Era un sábado por la tarde en el edificio de apartamentos donde vivías, uno de esos con pasillos estrechos, lavandería en el sótano y vecinos que apenas se saludan. Habías bajado a tirar la basura cuando lo viste por primera vez en el pasillo: un conejo alto con pelaje blanco y negro, orejas rosadas largas y cabello negro desordenado cayéndole sobre los ojos rojos. Llevaba un top negro ajustado que marcaba su torso definido, shorts ceñidos que ya luchaban con sus muslos gruesos y trasero impresionante, y un choker con púas. Estaba forcejeando con la puerta de su apartamento (justo al lado del tuyo), murmurando algo molesto mientras intentaba meter la llave.
Bunbun:: Mierda, otra vez esta cerradura de mierda
gruñó bajito, dándose cuenta de que lo mirabas. Te ofreciste a ayudar (sabías el truco: había que empujar fuerte al girar). Él te miró de reojo, sonrió con dientes afilados y asintió.
Bunbun: Gracias, vecino. Soy Bunbun. ¿Tú eres el del 3A? El que siempre pone música tarde.

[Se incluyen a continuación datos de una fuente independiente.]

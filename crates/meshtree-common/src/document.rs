use std::fmt;
use std::path::{Path, PathBuf};

use crate::error::DocumentError;
use crate::item::{Children, Item, ItemKind};

/// Index of an item inside its owning [`Document`].
#[derive(Clone, Copy, Debug, PartialEq, Eq, Hash, PartialOrd, Ord)]
pub struct ItemId(u32);

impl ItemId {
    /// Rebuild an id from its raw index, e.g. one stored by an external index.
    pub const fn from_raw(raw: u32) -> Self {
        Self(raw)
    }

    #[inline]
    pub fn index(self) -> usize {
        self.0 as usize
    }
}

impl fmt::Display for ItemId {
    fn fmt(&self, f: &mut fmt::Formatter<'_>) -> fmt::Result {
        write!(f, "#{}", self.0)
    }
}

/// An item the parser could not represent and left out of the arena.
#[derive(Clone, Debug, PartialEq, Eq)]
pub struct SkippedItem {
    pub name: String,
    pub kind: String,
}

/// Arena holding a parsed description. Item 0 is always the domain root.
#[derive(Clone, Debug)]
pub struct Document {
    items: Vec<Item>,
    source: Option<PathBuf>,
    skipped: Vec<SkippedItem>,
}

impl Default for Document {
    fn default() -> Self {
        Self::new()
    }
}

impl Document {
    pub fn new() -> Self {
        Self {
            items: vec![Item::new("", ItemKind::Domain(Children::default()))],
            source: None,
            skipped: Vec::new(),
        }
    }

    pub fn root(&self) -> ItemId {
        ItemId(0)
    }

    pub fn source(&self) -> Option<&Path> {
        self.source.as_deref()
    }

    pub fn set_source(&mut self, path: impl Into<PathBuf>) {
        self.source = Some(path.into());
    }

    /// Note an item of unrecognized kind that was dropped while parsing.
    pub fn record_skipped(&mut self, name: impl Into<String>, kind: impl Into<String>) {
        self.skipped.push(SkippedItem {
            name: name.into(),
            kind: kind.into(),
        });
    }

    pub fn skipped(&self) -> &[SkippedItem] {
        &self.skipped
    }

    pub fn len(&self) -> usize {
        self.items.len()
    }

    pub fn is_empty(&self) -> bool {
        self.root_children().is_empty()
    }

    /// Panics when `id` was not issued by this document.
    pub fn item(&self, id: ItemId) -> &Item {
        &self.items[id.index()]
    }

    pub fn get(&self, id: ItemId) -> Option<&Item> {
        self.items.get(id.index())
    }

    pub fn items(&self) -> impl Iterator<Item = (ItemId, &Item)> {
        self.items
            .iter()
            .enumerate()
            .map(|(i, item)| (ItemId(i as u32), item))
    }

    pub fn root_children(&self) -> &Children {
        match &self.items[0].kind {
            ItemKind::Domain(children) => children,
            _ => unreachable!("item 0 is always the domain"),
        }
    }

    pub fn children(&self, id: ItemId) -> Option<&Children> {
        self.get(id).and_then(|item| item.kind.children())
    }

    pub fn children_mut(&mut self, id: ItemId) -> Option<&mut Children> {
        self.items
            .get_mut(id.index())
            .and_then(|item| item.kind.children_mut())
    }

    /// Append an item that is not attached to any parent.
    pub fn push_detached(&mut self, item: Item) -> ItemId {
        let id = ItemId(self.items.len() as u32);
        self.items.push(item);
        id
    }

    /// Append `item` under `parent`, placing it by kind: collections, grids and
    /// graphs join the parent's children; attributes join a grid, graph or
    /// set; sets join a grid.
    pub fn insert(&mut self, parent: ItemId, item: Item) -> Result<ItemId, DocumentError> {
        let Some(parent_item) = self.items.get(parent.index()) else {
            return Err(DocumentError::structure(format!("unknown parent {parent}")));
        };
        let parent_label = parent_item.kind.label();
        let child_label = item.kind.label();
        let accepted = match &item.kind {
            ItemKind::Domain(_) => false,
            ItemKind::Attribute(_) => matches!(
                parent_item.kind,
                ItemKind::UnstructuredGrid(_)
                    | ItemKind::RectilinearGrid(_)
                    | ItemKind::CurvilinearGrid(_)
                    | ItemKind::RegularGrid(_)
                    | ItemKind::Graph(_)
                    | ItemKind::Set(_)
            ),
            ItemKind::Set(_) => parent_item.kind.grid_parts().is_some(),
            _ => parent_item.kind.children().is_some(),
        };
        if !accepted {
            return Err(DocumentError::structure(format!(
                "a {child_label} cannot be placed under a {parent_label}"
            )));
        }

        let category = item.kind.child_category();
        let is_attribute = matches!(item.kind, ItemKind::Attribute(_));
        let is_set = matches!(item.kind, ItemKind::Set(_));
        let id = self.push_detached(item);
        let parent_kind = &mut self.items[parent.index()].kind;
        if is_attribute {
            if let Some(attrs) = parent_kind.attributes_mut() {
                attrs.push(id);
            }
        } else if is_set {
            if let Some(sets) = parent_kind.sets_mut() {
                sets.push(id);
            }
        } else if let (Some(category), Some(children)) = (category, parent_kind.children_mut()) {
            children.push(category, id);
        }
        Ok(id)
    }

    /// Write back a disambiguated name.
    pub fn rename(&mut self, id: ItemId, name: impl Into<String>) {
        if let Some(item) = self.items.get_mut(id.index()) {
            item.name = name.into();
        }
    }

    /// Write back an implied time.
    pub fn set_time(&mut self, id: ItemId, time: f64) {
        if let Some(item) = self.items.get_mut(id.index()) {
            item.time = Some(time);
        }
    }

    /// Move the items of `other` below its domain into this arena and append
    /// the children of that domain to the collection or domain `target`.
    pub fn graft(&mut self, other: Document, target: ItemId) -> Result<(), DocumentError> {
        if self.children(target).is_none() {
            return Err(DocumentError::structure(format!(
                "graft target {target} holds no children"
            )));
        }
        // Incoming item i lands at base + i; its domain (i = 0) is dropped.
        let base = self.items.len() as u32 - 1;
        let shift = move |id: ItemId| ItemId(id.0 + base);

        let mut incoming = other.items.into_iter().map(|mut item| {
            item.kind.remap_ids(shift);
            item
        });
        let grafted_root = match incoming.next().map(|root| root.kind) {
            Some(ItemKind::Domain(children)) => children,
            _ => Children::default(),
        };
        self.items.extend(incoming);
        self.skipped.extend(other.skipped);

        if let Some(children) = self.children_mut(target) {
            for category in crate::item::ChildCategory::ORDER {
                children
                    .get_mut(category)
                    .extend_from_slice(grafted_root.get(category));
            }
        }
        Ok(())
    }
}

#[cfg(test)]
mod tests {
    use super::*;
    use crate::array::ArrayRef;
    use crate::item::{
        Attribute, Center, ChildCategory, CollectionType, GridParts, RegularGrid,
    };

    fn regular(name: &str) -> Item {
        Item::new(
            name,
            ItemKind::RegularGrid(RegularGrid {
                dimensions: [2, 2, 1],
                origin: [0.0; 3],
                spacing: [1.0; 3],
                parts: GridParts::default(),
            }),
        )
    }

    #[test]
    fn insert_places_by_kind() {
        let mut doc = Document::new();
        let root = doc.root();
        let c = doc
            .insert(root, Item::new("c", ItemKind::collection(CollectionType::Spatial)))
            .unwrap();
        let g = doc.insert(c, regular("g")).unwrap();
        let a = doc
            .insert(
                g,
                Item::new(
                    "p",
                    ItemKind::Attribute(Attribute {
                        center: Center::Node,
                        values: ArrayRef::scalars(vec![0.0; 4]),
                    }),
                ),
            )
            .unwrap();

        assert_eq!(doc.root_children().collections, vec![c]);
        assert_eq!(doc.children(c).unwrap().get(ChildCategory::Regular), &[g]);
        assert_eq!(doc.item(g).kind.attributes(), &[a]);
    }

    #[test]
    fn insert_rejects_misplaced_items() {
        let mut doc = Document::new();
        let root = doc.root();
        let g = doc.insert(root, regular("g")).unwrap();
        let err = doc.insert(g, regular("inner")).unwrap_err();
        assert!(matches!(err, DocumentError::InvalidStructure(_)));
    }

    #[test]
    fn graft_shifts_ids_and_appends_children() {
        let mut a = Document::new();
        let root = a.root();
        let series = a
            .insert(root, Item::new("", ItemKind::collection(CollectionType::Temporal)))
            .unwrap();

        let mut b = Document::new();
        let broot = b.root();
        b.insert(broot, regular("g0")).unwrap();

        a.graft(b, series).unwrap();
        let children = a.children(series).unwrap();
        assert_eq!(children.regular.len(), 1);
        assert_eq!(a.item(children.regular[0]).name, "g0");
    }

    #[test]
    fn graft_leaves_a_single_domain() {
        let mut a = Document::new();
        let root = a.root();
        let pieces = a
            .insert(root, Item::new("", ItemKind::collection(CollectionType::Spatial)))
            .unwrap();

        for name in ["g0", "g1"] {
            let mut part = Document::new();
            let proot = part.root();
            let g = part.insert(proot, regular(name)).unwrap();
            part.insert(
                g,
                Item::new(
                    "p",
                    ItemKind::Attribute(Attribute {
                        center: Center::Node,
                        values: ArrayRef::scalars(vec![0.0; 4]),
                    }),
                ),
            )
            .unwrap();
            part.record_skipped("odd", "polyhedral");
            a.graft(part, pieces).unwrap();
        }

        let domains = a
            .items()
            .filter(|(_, item)| matches!(item.kind, ItemKind::Domain(_)))
            .count();
        assert_eq!(domains, 1);
        assert_eq!(a.len(), 2 + 2 * 2);

        let grids = &a.children(pieces).unwrap().regular;
        assert_eq!(grids.len(), 2);
        for (&g, name) in grids.iter().zip(["g0", "g1"]) {
            assert_eq!(a.item(g).name, name);
            let attrs = a.item(g).kind.attributes();
            assert_eq!(attrs.len(), 1);
            assert_eq!(a.item(attrs[0]).name, "p");
        }
        assert_eq!(a.skipped().len(), 2);
    }

    #[test]
    fn rename_and_set_time_write_back() {
        let mut doc = Document::new();
        let root = doc.root();
        let g = doc.insert(root, regular("A")).unwrap();
        doc.rename(g, "A[1]");
        doc.set_time(g, 2.0);
        assert_eq!(doc.item(g).name, "A[1]");
        assert_eq!(doc.item(g).time, Some(2.0));
    }
}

Entraron a su apartamento. Era pequeño y desordenado de forma acogedora: posters de videojuegos en las paredes, una consola encendida con un juego pausado, ropa tirada en el sofá y una lata de energética rara en la mesa. Te invitó a pasar mientras buscaba algo para tomar
Bunbun: ¿Quieres una? Es de esas que dan "boost"... o algo más
Bunbun se recostó un poco más en el sofá, estirando las piernas largas y cruzándolas con un movimiento casual que hizo que sus muslos gruesos se apretaran contra la tela de los shorts. El sofá crujió bajo su peso, y por un segundo su trasero impresionante hundió los cojines más de lo normal. Te miró de reojo, con esa sonrisa torcida que mostraba un colmillo afilado, y soltó una risa baja
Bunbun: Sabes... siempre me pasa lo mismo con los vecinos nuevos. Al principio piensan que soy solo el "conejo raro del pasillo". Luego entran aquí y... bueno, ya ves cómo termina la cosa.
Se inclinó hacia adelante, apoyando los codos en las rodillas, el top negro ceñido marcando cada línea de su torso definido. Sus orejas rosadas se movieron ligeramente, como si captaran algún sonido lejano, y su cola fluffy blanca dio un pequeño meneo detrás de él
Bunbun: ¿Te molesta el desorden? No soy muy de ordenar. Me aburro rápido y termino jugando o... probando cosas. Como esta bebida. (Levantó la lata energética rara, agitándola un poco para que el líquido viscoso dentro se moviera). Dicen que da "energía extra". Yo creo que da ganas de hacer estupideces. Pero hey, las estupideces son divertidas, ¿no?
Te miró fijamente, ojos rojos brillando con esa mezcla de diversión y algo más intenso, más hambriento. Se lamió el labio inferior con la lengua, dejando un rastro brillante.
Bunbun: Dime la verdad, vecino del 3A. ¿Viniste solo a arreglarme la puerta... o querías ver qué pasa cuando un conejo como yo se aburre en un sábado por la tarde?